Togo : la stratégie à double niveau de Faure Essozimna Gnassingbé contre les groupes armés
Face à la menace terroriste, en particulier dans la région des Savanes, placée sous état d’urgence depuis la mi-juin, Lomé mobilise les grands moyens.
Le président togolais Faure Essozimna Gnassingbé, en juillet 2022, à Kpendja. © Emmanuel Pita
Réorganisation militaire sur le terrain, renforcement des effectifs, achat d’équipements, renseignement… En six mois, l’extrême-nord du Togo, frontalier avec le Burkina Faso, a été la cible de terroristes à cinq reprises. Il a subi sa première attaque dans la nuit du 10 au 11 mai 2022, contre le poste militaire de Kpékpakandi : 8 soldats ont été tués et 13 autres blessés. À la mi-juillet, des incursions jihadistes ont frappé des villages de Gnoaga et Gouloungoussi, où l’état-major général des Forces armées togolaises (FAT) a déploré « plusieurs morts ».
Alliance nationale
Condamnées et qualifiées de « barbares » et de « lâches » par le gouvernement togolais, ces attaques sont suivies de près par le président Faure Essozimna Gnassingbé, qui est monté au front en personne. D’une part, pour rassurer la population et les FAT ; d’autre part, pour réaffirmer son engagement à protéger l’intégrité du territoire, en misant sur le patriotisme et la proximité, appelant à une alliance nationale contre le terrorisme.

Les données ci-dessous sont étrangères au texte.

//! Net Effective Temperature (Missenard)
//!
//! ```text
//! NET = 37 − (37 − T) / (0.68 − 0.0014·RH + 1/(1.76 + 1.4·v^0.75))
//!          − 0.29·T·(1 − 0.01·RH)
//! ```
//!
//! The air speed term `v` is fixed at 0: this variant is the still-air
//! effective temperature and ignores any configured air speed. The result is
//! rounded with the process-wide default precision before it is wrapped.

use crate::errors::ThermalResult;
use crate::precision;
use crate::temperature::Temperature;

use super::{ComfortIndex, Thermal};

/// Air speed used by the formula, whatever the options say (m/s)
const NET_AIR_SPEED_M_PER_S: f64 = 0.0;

impl Thermal {
    /// Net effective temperature in °C. Requires relative humidity.
    pub fn net(&self) -> ThermalResult<Temperature> {
        let humidity = self
            .conditions()
            .require_humidity(ComfortIndex::NetEffectiveTemperature)?;
        let t = self.temperature.celsius();

        let frac = 1.0 / (1.76 + 1.4 * libm::pow(NET_AIR_SPEED_M_PER_S, 0.75));
        let net = 37.0 - (37.0 - t) / (0.68 - 0.0014 * humidity + frac) - 0.29 * t * (1.0 - 0.01 * humidity);

        Ok(Temperature::from_celsius(precision::default_precision().round(net)))
    }
}

#[cfg(test)]
mod tests {
    use super::*;
    use crate::errors::ThermalError;
    use crate::thermal::Parameter;

    #[test]
    fn comfortable_room() {
        let net = Thermal::new(Temperature::from_celsius(25.0))
            .humidity(50.0)
            .net()
            .unwrap();

        assert_eq!(net.celsius(), 23.19);
    }

    #[test]
    fn result_is_rounded() {
        let net = Thermal::new(Temperature::from_celsius(30.0))
            .humidity(80.0)
            .net()
            .unwrap();

        assert_eq!(net.celsius(), 29.099);
    }

    #[test]
    fn air_speed_is_ignored() {
        let still = Thermal::new(Temperature::from_celsius(28.0)).humidity(60.0);
        let breezy = still.relative_air_speed(5.0).metabolic_rate(3.0);

        assert_eq!(still.net(), breezy.net());
    }

    #[test]
    fn requires_humidity() {
        assert_eq!(
            Thermal::new(Temperature::from_celsius(25.0)).net(),
            Err(ThermalError::MissingRequiredParameter {
                parameter: Parameter::RelativeHumidity,
                index: ComfortIndex::NetEffectiveTemperature,
            })
        );
    }
}
//! Temperature Scale Conversions
//!
//! Pure conversions between Celsius, Fahrenheit and Kelvin. Each function
//! rounds its result with the supplied [`Precision`]; composite conversions
//! round their intermediate steps too:
//!
//! ```text
//! °F → °C   round((F - 32) / 1.8)
//! °F → K    round(round((F - 32) / 1.8) + 273.15)     intermediate °C rounded
//! °C → °F   round(C * 1.8 + 32)
//! °C → K    round(C + 273.15)
//! K  → °C   round(K - 273.15)
//! K  → °F   round(round((K - 273.15) * 1.8 + 32))     intermediate °C NOT rounded
//! ```
//!
//! The two composite paths are deliberately asymmetric. Kelvin to Fahrenheit
//! feeds the raw difference into the Celsius to Fahrenheit step, while
//! Fahrenheit to Kelvin works from the rounded Celsius value.

use crate::constants::physics::{
    CELSIUS_KELVIN_OFFSET, FAHRENHEIT_FREEZING_POINT, FAHRENHEIT_PER_CELSIUS,
};
use crate::precision::Precision;

/// Fahrenheit to Celsius
#[inline]
pub fn fahrenheit_to_celsius(fahrenheit: f64, precision: Precision) -> f64 {
    precision.round((fahrenheit - FAHRENHEIT_FREEZING_POINT) / FAHRENHEIT_PER_CELSIUS)
}

/// Fahrenheit to Kelvin, via a rounded Celsius value
#[inline]
pub fn fahrenheit_to_kelvin(fahrenheit: f64, precision: Precision) -> f64 {
    precision.round(fahrenheit_to_celsius(fahrenheit, precision) + CELSIUS_KELVIN_OFFSET)
}

/// Celsius to Fahrenheit
#[inline]
pub fn celsius_to_fahrenheit(celsius: f64, precision: Precision) -> f64 {
    precision.round(celsius * FAHRENHEIT_PER_CELSIUS + FAHRENHEIT_FREEZING_POINT)
}

/// Celsius to Kelvin
#[inline]
pub fn celsius_to_kelvin(celsius: f64, precision: Precision) -> f64 {
    precision.round(celsius + CELSIUS_KELVIN_OFFSET)
}

/// Kelvin to Celsius
#[inline]
pub fn kelvin_to_celsius(kelvin: f64, precision: Precision) -> f64 {
    precision.round(kelvin - CELSIUS_KELVIN_OFFSET)
}

/// Kelvin to Fahrenheit, via an unrounded Celsius value
#[inline]
pub fn kelvin_to_fahrenheit(kelvin: f64, precision: Precision) -> f64 {
    precision.round(celsius_to_fahrenheit(kelvin - CELSIUS_KELVIN_OFFSET, precision))
}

Au lendemain des attaques de Gnoaga et Gouloungoussi, c’est dans une atmosphère lourde que le chef de l’État s’est exprimé en chef de guerre devant les représentants des forces vives de la région des Savanes, placée sous état d’urgence sécuritaire depuis le 13 juin. La voix était ferme, le ton rassurant : « En ces moments d’affliction, je réaffirme ma détermination à lutter contre le terrorisme, afin de protéger nos populations et de garantir la paix et la quiétude. »

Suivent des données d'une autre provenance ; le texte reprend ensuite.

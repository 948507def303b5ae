//! Physical Constants for thermalindex
//!
//! Scale offsets and the saturation vapour pressure fit shared by the unit
//! conversions and the comfort indices.

// ===== TEMPERATURE SCALES =====

/// Offset between the Celsius and Kelvin scales (K).
///
/// 0°C = 273.15 K exactly.
///
/// Source: SI Brochure, 9th edition (2019)
pub const CELSIUS_KELVIN_OFFSET: f64 = 273.15;

/// Water freezing point on the Fahrenheit scale (°F).
pub const FAHRENHEIT_FREEZING_POINT: f64 = 32.0;

/// Size of one Celsius degree in Fahrenheit degrees.
pub const FAHRENHEIT_PER_CELSIUS: f64 = 1.8;

/// Absolute zero in Celsius (°C).
///
/// Not enforced by constructors; sentinels and nonsense inputs are allowed.
pub const ABSOLUTE_ZERO_CELSIUS: f64 = -CELSIUS_KELVIN_OFFSET;

// ===== SATURATION VAPOUR PRESSURE =====

/// Saturation vapour pressure of water at 0°C (Pa).
///
/// Leading coefficient of the Magnus-type fit published by the Australian
/// Bureau of Meteorology alongside its apparent temperature equation
/// (6.105 hPa).
///
/// Source: http://www.bom.gov.au/info/thermal_stress/
pub const SATURATION_PRESSURE_AT_ZERO_PA: f64 = 610.5;

/// Magnus fit exponent coefficient (dimensionless).
pub const MAGNUS_A: f64 = 17.27;

/// Magnus fit temperature offset (°C).
pub const MAGNUS_B_C: f64 = 237.7;

/// Pascals per hectopascal.
pub const PA_PER_HPA: f64 = 100.0;
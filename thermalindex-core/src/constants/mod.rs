//! Constants for thermalindex
//!
//! All numeric values that are not part of a published regression live here,
//! named with their units. Regression coefficients (Rothfusz, Blazejczyk,
//! Missenard) stay inline in the formula that uses them so they can be read
//! side by side with the published equation.
//!
//! ## Organization
//!
//! - **Physics**: scale offsets, conversion factors, vapour pressure fit
//! - **Comfort**: defaults substituted for absent parameters and index
//!   thresholds

/// Physical constants and unit conversion factors.
pub mod physics;

/// Defaults and thresholds used by the comfort index formulas.
pub mod comfort;

pub use comfort::{DEFAULT_RELATIVE_HUMIDITY_PCT, STILL_AIR_SPEED_M_PER_S};
pub use physics::{CELSIUS_KELVIN_OFFSET, FAHRENHEIT_FREEZING_POINT, FAHRENHEIT_PER_CELSIUS};
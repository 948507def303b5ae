//! Core thermal comfort engine for thermalindex
//!
//! Turns a dry-bulb temperature plus whatever environmental readings are
//! available into the comfort indices used by weather services and building
//! monitors: apparent temperature, NWS heat index, humidex and the Missenard
//! net effective temperature.
//!
//! Key constraints:
//! - Pure functions, no I/O, no interior mutability
//! - `no_std` + `alloc` friendly (math goes through `libm`)
//! - Unit conversions round at every step so results stay reproducible
//!
//! ```
//! use thermalindex_core::{Temperature, Thermal};
//!
//! let reading = Temperature::from_fahrenheit(95.0);
//! let felt = Thermal::new(reading).humidity(50.0).heat_index()?;
//!
//! assert_eq!(felt.fahrenheit().round(), 105.0);
//! # Ok::<(), thermalindex_core::ThermalError>(())
//! ```

#![cfg_attr(not(feature = "std"), no_std)]
#![deny(unsafe_code)]
#![warn(missing_docs)]

#[cfg(not(feature = "std"))]
extern crate alloc;

#[macro_use]
mod logging;

pub mod constants;
pub mod convert;
pub mod errors;
pub mod high_low;
pub mod precision;
pub mod temperature;
pub mod thermal;

// Public API
pub use errors::{ThermalError, ThermalResult};
pub use high_low::{HighLow, TimeMap, Timestamp};
pub use precision::Precision;
pub use temperature::{Scale, Temperature};
pub use thermal::{ComfortIndex, Conditions, Parameter, Thermal, ThermalOptions};

#[cfg(feature = "chrono")]
pub use high_low::DateTimeMap;

/// Crate version, taken from the manifest
pub const VERSION: &str = env!("CARGO_PKG_VERSION");

#[cfg(test)]
mod tests {
    use super::*;

    #[test]
    fn version_exists() {
        assert!(!VERSION.is_empty());
    }
}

Davantage d’effectifs et d’équipements
Pour donner davantage de moyens aux FAT, qui verront leurs effectifs s’étoffer de plus de 2 000 hommes, un budget de 43,4 milliards de F CFA (plus de 66 millions d’euros) est prévu pour l’achat d’équipements de guerre, auxquels s’ajoutent 21,9 milliards pour la formation et le déploiement des forces. Quant à la loi de programmation militaire 2021-2025 – adoptée fin 2020 –, elle a été dotée d’une enveloppe de 722 milliards de F CFA, avec pour objectif de renforcer les équipements des FAT.
Déjà, le bataillon d’intervention rapide (BIR) de Sokodé a été déplacé vers une base de Dapaong et pourvu de drones d’attaques turcs TB2, certains postes avancés ont vu leurs effectifs renforcés et une cellule d’analyse de risques a été ouverte au début de juillet pour recevoir des informations sur les menaces terroristes auxquelles sont confrontés d’autres pays et aider les experts togolais à proposer de meilleures réponses.
Dans le nord du pays, l’opération Koundjoaré a été institutionnalisée au début d’août avec la nomination d’un commandant, le lieutenant-colonel Latiembé Kombaté – ex-chef de corps du régiment parachutiste commando (RPC). Sa mission est de sécuriser les frontières pour prévenir une éventuelle infiltration terroriste, de défendre l’intégrité territoriale du nord du pays et d’y assurer la sécurité des populations et des biens.
Protection sociale renforcée
La lutte contre la pauvreté fait aussi partie intégrante du combat contre la menace terroriste. Parallèlement aux investissements en matière de sécurité et de défense, les autorités exécutent un plan d’urgence de 16 milliards de F CFA pour le développement de la région des Savanes, la plus pauvre du pays.
Ce programme prévoit, entre autres, la construction de forages dans près de trente localités frontalières et de 150 kilomètres de pistes rurales pour désenclaver la région, l’installation de lampadaires solaires, la création d’unités de soins périphériques (USP) à Nassiégou et à Safobé, ainsi que le renforcement des plateaux techniques des hôpitaux existants. Objectif : garantir le mieux-être des habitants et leur protection, sociale cette fois-ci.